◆ Your instructions: Would you please copy each line of the data in which the string "Some" occurs?

◆ Information given:
○ ○ ○ ○ ○
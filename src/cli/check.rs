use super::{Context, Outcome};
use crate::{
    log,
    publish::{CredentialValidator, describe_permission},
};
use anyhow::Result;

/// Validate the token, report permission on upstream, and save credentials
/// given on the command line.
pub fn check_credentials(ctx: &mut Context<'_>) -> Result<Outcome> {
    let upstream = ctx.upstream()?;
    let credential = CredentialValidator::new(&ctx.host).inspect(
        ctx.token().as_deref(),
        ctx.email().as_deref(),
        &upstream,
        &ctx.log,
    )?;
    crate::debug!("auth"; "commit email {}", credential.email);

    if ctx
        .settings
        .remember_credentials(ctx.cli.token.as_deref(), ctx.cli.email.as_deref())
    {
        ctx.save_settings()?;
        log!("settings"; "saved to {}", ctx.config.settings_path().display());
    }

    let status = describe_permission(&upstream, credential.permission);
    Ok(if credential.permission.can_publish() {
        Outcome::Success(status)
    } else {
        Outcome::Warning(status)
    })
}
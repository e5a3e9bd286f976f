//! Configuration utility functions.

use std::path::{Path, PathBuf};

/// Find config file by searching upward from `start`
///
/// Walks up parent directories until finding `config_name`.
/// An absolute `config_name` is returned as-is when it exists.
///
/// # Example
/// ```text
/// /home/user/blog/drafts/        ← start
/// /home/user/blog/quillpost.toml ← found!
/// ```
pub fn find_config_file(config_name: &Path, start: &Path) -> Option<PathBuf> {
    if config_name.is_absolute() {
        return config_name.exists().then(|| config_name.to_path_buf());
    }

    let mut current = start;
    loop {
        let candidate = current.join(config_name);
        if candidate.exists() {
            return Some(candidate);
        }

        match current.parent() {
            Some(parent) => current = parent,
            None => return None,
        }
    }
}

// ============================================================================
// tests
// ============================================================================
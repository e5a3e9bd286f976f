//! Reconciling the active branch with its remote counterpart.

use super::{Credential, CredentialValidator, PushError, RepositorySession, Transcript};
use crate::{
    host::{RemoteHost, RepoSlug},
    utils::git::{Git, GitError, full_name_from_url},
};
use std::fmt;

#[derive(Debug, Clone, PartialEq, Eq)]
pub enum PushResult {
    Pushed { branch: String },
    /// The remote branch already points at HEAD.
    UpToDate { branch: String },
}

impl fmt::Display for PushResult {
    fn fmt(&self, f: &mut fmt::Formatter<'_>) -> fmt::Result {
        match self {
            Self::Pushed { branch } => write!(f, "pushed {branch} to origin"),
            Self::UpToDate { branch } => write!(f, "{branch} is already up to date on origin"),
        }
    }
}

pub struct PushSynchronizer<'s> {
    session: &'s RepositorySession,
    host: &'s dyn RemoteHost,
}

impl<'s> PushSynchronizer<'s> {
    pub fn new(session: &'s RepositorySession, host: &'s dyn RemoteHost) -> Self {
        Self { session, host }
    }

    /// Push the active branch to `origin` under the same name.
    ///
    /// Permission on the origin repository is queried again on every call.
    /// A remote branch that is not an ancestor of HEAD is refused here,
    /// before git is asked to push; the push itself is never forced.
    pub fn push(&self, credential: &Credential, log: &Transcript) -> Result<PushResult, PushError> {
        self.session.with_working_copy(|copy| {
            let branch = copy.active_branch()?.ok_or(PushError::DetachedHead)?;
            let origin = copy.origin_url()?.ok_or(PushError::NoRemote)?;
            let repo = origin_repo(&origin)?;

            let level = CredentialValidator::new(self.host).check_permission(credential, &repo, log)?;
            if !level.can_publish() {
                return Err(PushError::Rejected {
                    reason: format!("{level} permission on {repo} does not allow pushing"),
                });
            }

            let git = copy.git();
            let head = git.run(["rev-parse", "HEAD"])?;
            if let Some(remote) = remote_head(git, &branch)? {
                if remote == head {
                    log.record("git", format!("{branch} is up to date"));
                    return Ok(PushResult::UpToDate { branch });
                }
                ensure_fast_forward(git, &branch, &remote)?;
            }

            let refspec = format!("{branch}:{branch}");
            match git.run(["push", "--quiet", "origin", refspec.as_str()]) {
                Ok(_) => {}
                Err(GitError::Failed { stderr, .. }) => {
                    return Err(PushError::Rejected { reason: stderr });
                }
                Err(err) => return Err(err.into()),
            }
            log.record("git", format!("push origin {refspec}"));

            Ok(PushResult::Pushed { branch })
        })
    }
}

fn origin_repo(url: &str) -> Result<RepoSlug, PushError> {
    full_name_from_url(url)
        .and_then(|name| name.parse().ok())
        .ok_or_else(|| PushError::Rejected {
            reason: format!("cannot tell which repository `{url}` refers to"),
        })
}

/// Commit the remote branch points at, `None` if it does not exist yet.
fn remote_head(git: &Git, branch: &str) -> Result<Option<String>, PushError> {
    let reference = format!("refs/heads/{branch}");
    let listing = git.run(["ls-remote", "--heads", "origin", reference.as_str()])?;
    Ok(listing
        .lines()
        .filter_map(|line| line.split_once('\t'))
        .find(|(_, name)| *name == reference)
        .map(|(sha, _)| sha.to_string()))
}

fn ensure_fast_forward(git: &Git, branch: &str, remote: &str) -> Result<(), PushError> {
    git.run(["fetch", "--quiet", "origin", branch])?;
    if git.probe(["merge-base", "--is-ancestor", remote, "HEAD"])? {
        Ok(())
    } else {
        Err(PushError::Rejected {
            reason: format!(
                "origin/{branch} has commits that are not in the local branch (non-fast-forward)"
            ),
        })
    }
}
○ ○ ○ ○ ○
◆ Expected answer:
            return Some(candidate);
            Some(parent) => current = parent,
            if let Some(remote) = remote_head(git, &branch)? {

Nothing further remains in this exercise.